Outbreak and intoxication
The investigation into botulism outbreaks followed when babies fell ill from consuming ByHeart’s and Nara Organics contaminated formula.
There have been nearly 150 confirmed or suspected cases of cereulide intoxication in 10 countries, followed by global recalls.The illness is caused when a baby swallows Clostridium botulinum spores, which grow in the gut and build toxins, causing constipation. It also leads to difficulty feeding, a weak or change in cry, and a lack of head control.
This was the first botulism outbreak caused by powdered infant formula in the US. The FDA’s investigators collected samples from the manufacturer Dairy Farmers of America, the processor of Organic West Milk, which is supplied by ByHeart, and found that two samples matched a clinical sample and an infant formula sample.
The multistate outbreak also affected babies who consumed Nara Organics infant formula, which the FDA confirms was also supplied by Organic West Milk.
The FDA is further investigating the root cause of the outbreak by focusing on the ingredients and the environment in which they were produced.
In addition to the botulism outbreaks, there have been nearly 150 confirmed or suspected cases of cereulide intoxication in 10 countries, followed by global recalls.
“On May 12, 2026, all ARA oil products, including ARA oil powder, from Cabio Biotech (Wuhan, China) became subject to FDA Import Alert 99-51, which provides for Detention Without Physical Examination of human food products that appear to have been prepared, packed, or held under insanitary conditions resulting in chemical contamination,” notes the FDA.
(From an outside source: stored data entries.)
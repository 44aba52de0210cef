//! Benchmark: Walkington rule construction
//!
//! Compares float and exact construction cost per scheme.
//!
//! Run with:
//!   cargo bench -p math-audio-nsimplex --bench walkington_rules

use criterion::{BenchmarkId, Criterion, black_box, criterion_group, criterion_main};
use math_audio_nsimplex::{ExactArithmetic, FloatArithmetic, Scheme, SimplexRule};
use std::time::Duration;

fn supported_cases() -> Vec<(Scheme, usize)> {
    let mut cases = Vec::new();
    for scheme in Scheme::ALL {
        for d in [2, 3, 8] {
            if scheme.supports_dimension(d) {
                cases.push((scheme, d));
            }
        }
    }
    cases
}

fn bench_float_rules(c: &mut Criterion) {
    let mut group = c.benchmark_group("walkington_float");
    group.measurement_time(Duration::from_secs(3));

    for (scheme, d) in supported_cases() {
        let id = BenchmarkId::new(scheme.to_string(), d);
        group.bench_with_input(id, &d, |b, &d| {
            b.iter(|| black_box(SimplexRule::walkington(d, scheme.index(), &FloatArithmetic)));
        });
    }

    group.finish();
}

fn bench_exact_rules(c: &mut Criterion) {
    let mut group = c.benchmark_group("walkington_exact");
    group.measurement_time(Duration::from_secs(3));

    for (scheme, d) in supported_cases() {
        let id = BenchmarkId::new(scheme.to_string(), d);
        group.bench_with_input(id, &d, |b, &d| {
            b.iter(|| black_box(SimplexRule::walkington(d, scheme.index(), &ExactArithmetic)));
        });
    }

    group.finish();
}

criterion_group!(benches, bench_float_rules, bench_exact_rules);
criterion_main!(benches);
“Taken together, these events — two infant botulism outbreaks potentially linked to a shared dairy ingredient supplier and a global contamination event linked to an ARA supplier — reflect a pattern that warrants attention from both FDA and the infant formula industry. In each case, the risks were introduced through the supply chain. In each case, the consequences fell on infants.”
Manufacturers to be held responsible
The FDA says that manufacturers are expected to execute substantial oversight of their suppliers and have a strong understanding of the origin of ingredients, how they are produced, the potential risks, and how those risks are controlled.
When identifying a supplier concern or a contaminated ingredient, manufacturers should quickly assess and address the risk, the FDA stresses.When identifying a supplier concern or a contaminated ingredient, manufacturers should quickly assess and address the risk, the FDA stresses.
“The FDA also recommends that infant formula manufacturers and their supply chain partners stay abreast of applicable recall notifications, outbreak investigations, and import alerts, which may serve as important safety signals. Experience has shown that ignoring or downplaying these safety signals can lead to increased risks to infants and preventable public health events.”
A recent investigation into Nestlé and Danone’s “discreet” product recall on contaminated infant formula spotlighted delays and silent action from the companies for potentially harmful products. The companies faced criticism as media reported that contamination was first detected at the end of November 2025, but a global recall was not issued by the companies until January 5, 2026.
The FDA notes that since infants are a particularly vulnerable population, and since formula is an important nutrient source for many, its safety must be ensured. It therefore calls on all members of the infant formula industry to use this information and take rapid action on oversight of suppliers and manufacturers.
“The Agency appreciates the industry’s continued commitment to ensuring the safety of infant formula products marketed in the US and looks forward to continued collaboration in protecting the health of infants and their families,” it concludes.